[Dataset excerpts Boundary: Start]

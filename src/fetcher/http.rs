//! Provider HTTP client
//!
//! One client per provider with:
//! - explicit connect and request timeouts
//! - bearer-token, JSON and form requests with generic deserialization
//! - retry with exponential backoff on timeouts, dropped connections (including
//!   mid-body), 429 and 5xx
//! - immediate [`FetcherError::Unauthorized`] on 401/403 so the caller can
//!   re-authenticate instead of burning retries

use reqwest::{Client, RequestBuilder};
use serde::de::DeserializeOwned;
use serde::Serialize;
use tracing::{debug, info, warn};

use crate::fetcher::retry::{FailureCause, RequestScope};
use crate::fetcher::{FetcherError, FetcherResult};
use crate::planner::FetchWindow;
use crate::shutdown::SharedShutdown;
use crate::sync::config::{calculate_backoff, CONNECT_TIMEOUT, MAX_RETRIES, REQUEST_TIMEOUT};
use crate::Provider;

const USER_AGENT: &str = concat!("utility-sync/", env!("CARGO_PKG_VERSION"));

/// Longest error body kept in error messages
const MAX_ERROR_BODY: usize = 512;

/// HTTP client for one provider's API
pub struct ProviderHttpClient {
    client: Client,
    base_url: String,
    provider: Provider,
    max_retries: u32,
    shutdown: Option<SharedShutdown>,
}

impl ProviderHttpClient {
    /// Create a client with the default timeouts
    ///
    /// # Arguments
    /// * `provider` - Provider the client talks to (for logs and errors)
    /// * `base_url` - Base URL for API endpoints (e.g., "https://api.ecobee.com")
    pub fn new(provider: Provider, base_url: impl Into<String>) -> FetcherResult<Self> {
        let client = Client::builder()
            .connect_timeout(CONNECT_TIMEOUT)
            .timeout(REQUEST_TIMEOUT)
            .user_agent(USER_AGENT)
            .build()
            .map_err(|e| FetcherError::HttpError(format!("Failed to build HTTP client: {e}")))?;

        Ok(Self {
            client,
            base_url: base_url.into().trim_end_matches('/').to_string(),
            provider,
            max_retries: MAX_RETRIES,
            shutdown: None,
        })
    }

    /// Set maximum number of retries after the first attempt
    pub fn with_max_retries(mut self, max_retries: u32) -> Self {
        self.max_retries = max_retries;
        self
    }

    /// Attach a shutdown handle so backoff waits can be interrupted
    pub fn with_shutdown(mut self, shutdown: SharedShutdown) -> Self {
        self.shutdown = Some(shutdown);
        self
    }

    /// Base URL without trailing slash
    pub fn base_url(&self) -> &str {
        &self.base_url
    }

    /// Provider served by this client
    pub fn provider(&self) -> Provider {
        self.provider
    }

    /// Execute a GET request and deserialize the JSON response
    ///
    /// # Arguments
    /// * `endpoint` - API endpoint path (e.g., "/1/user")
    /// * `query` - Query parameters as key-value pairs
    /// * `bearer` - Access token, if the endpoint is secured
    /// * `window` - Channel window being fetched, for log context
    pub async fn get_json<T>(
        &self,
        endpoint: &str,
        query: &[(&str, String)],
        bearer: Option<&str>,
        window: Option<&FetchWindow>,
    ) -> FetcherResult<T>
    where
        T: DeserializeOwned,
    {
        let url = self.url(endpoint);
        self.send_with_retry(endpoint, window, || {
            with_bearer(self.client.get(&url).query(query), bearer)
        })
        .await
    }

    /// Execute a POST request with a JSON body
    pub async fn post_json<T, B>(
        &self,
        endpoint: &str,
        body: &B,
        bearer: Option<&str>,
        window: Option<&FetchWindow>,
    ) -> FetcherResult<T>
    where
        T: DeserializeOwned,
        B: Serialize + ?Sized + Sync,
    {
        let url = self.url(endpoint);
        self.send_with_retry(endpoint, window, || {
            with_bearer(self.client.post(&url).json(body), bearer)
        })
        .await
    }

    /// Execute a POST request with a URL-encoded form body
    pub async fn post_form<T>(&self, endpoint: &str, form: &[(&str, &str)]) -> FetcherResult<T>
    where
        T: DeserializeOwned,
    {
        let url = self.url(endpoint);
        self.send_with_retry(endpoint, None, || self.client.post(&url).form(form))
            .await
    }

    fn url(&self, endpoint: &str) -> String {
        format!("{}{}", self.base_url, endpoint)
    }

    /// Retry loop with exponential backoff
    ///
    /// Each attempt sends the request and reads the whole body; a failure in
    /// either step is classified by [`FailureCause`]. Timeouts, dropped
    /// connections, 429 and 5xx are attempted again. 401/403 and other 4xx
    /// end the loop at once. An undecodable successful body is not retried.
    async fn send_with_retry<T, F>(
        &self,
        endpoint: &str,
        window: Option<&FetchWindow>,
        build: F,
    ) -> FetcherResult<T>
    where
        T: DeserializeOwned,
        F: Fn() -> RequestBuilder + Send + Sync,
    {
        let scope = RequestScope {
            provider: self.provider,
            endpoint,
            window,
        };
        let max_attempts = self.max_retries + 1;
        let mut previous: Option<FailureCause> = None;

        for attempt in 1..=max_attempts {
            let (cause, detail) = match self.attempt(&build).await {
                Ok(body) => {
                    let data = serde_json::from_slice::<T>(&body).map_err(|e| {
                        FetcherError::ParseError(format!(
                            "Failed to deserialize {endpoint} response: {e}"
                        ))
                    })?;
                    if let Some(cause) = previous {
                        info!("{}", scope.recovered_line(attempt, cause));
                    }
                    debug!(endpoint, attempt, "Request succeeded");
                    return Ok(data);
                }
                Err(failure) => failure,
            };

            if !cause.is_retryable() || attempt == max_attempts {
                warn!("{}", scope.failure_line(cause, attempt, &detail));
                return Err(cause.into_error(endpoint, &detail));
            }

            let backoff = calculate_backoff(attempt - 1);
            warn!("{}", scope.retry_line(cause, attempt, max_attempts, backoff));
            previous = Some(cause);
            self.wait(backoff).await?;
        }

        Err(FetcherError::NetworkError(format!(
            "All retries exhausted for {endpoint}"
        )))
    }

    /// Send once and read the full body
    async fn attempt<F>(&self, build: &F) -> Result<Vec<u8>, (FailureCause, String)>
    where
        F: Fn() -> RequestBuilder,
    {
        let response = build()
            .send()
            .await
            .map_err(|e| (FailureCause::from_transport(&e), e.to_string()))?;

        let status = response.status();
        if !status.is_success() {
            let cause = FailureCause::from_status(status);
            let detail = match cause {
                FailureCause::BadRequest(_) => response
                    .text()
                    .await
                    .map(|body| truncate(&body).to_string())
                    .unwrap_or_else(|_| "Unknown error".to_string()),
                _ => status.to_string(),
            };
            return Err((cause, detail));
        }

        response.bytes().await.map(|body| body.to_vec()).map_err(|e| {
            (
                FailureCause::from_transport(&e),
                format!("failed to read response body: {e}"),
            )
        })
    }

    async fn wait(&self, backoff: std::time::Duration) -> FetcherResult<()> {
        match &self.shutdown {
            Some(shutdown) => {
                if shutdown.is_shutdown_requested() {
                    return Err(FetcherError::Cancelled);
                }
                tokio::select! {
                    _ = tokio::time::sleep(backoff) => Ok(()),
                    _ = shutdown.wait_for_shutdown() => Err(FetcherError::Cancelled),
                }
            }
            None => {
                tokio::time::sleep(backoff).await;
                Ok(())
            }
        }
    }
}

fn with_bearer(builder: RequestBuilder, bearer: Option<&str>) -> RequestBuilder {
    match bearer {
        Some(token) => builder.bearer_auth(token),
        None => builder,
    }
}

fn truncate(body: &str) -> &str {
    match body.char_indices().nth(MAX_ERROR_BODY) {
        Some((idx, _)) => &body[..idx],
        None => body,
    }
}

[Dataset excerpts Boundary: End]

- _What is being asked_
Return, from the data, each line where the string "const" occurs.

- _Answer for this exercise_
const USER_AGENT: &str = concat!("utility-sync/", env!("CARGO_PKG_VERSION"));
const MAX_ERROR_BODY: usize = 512;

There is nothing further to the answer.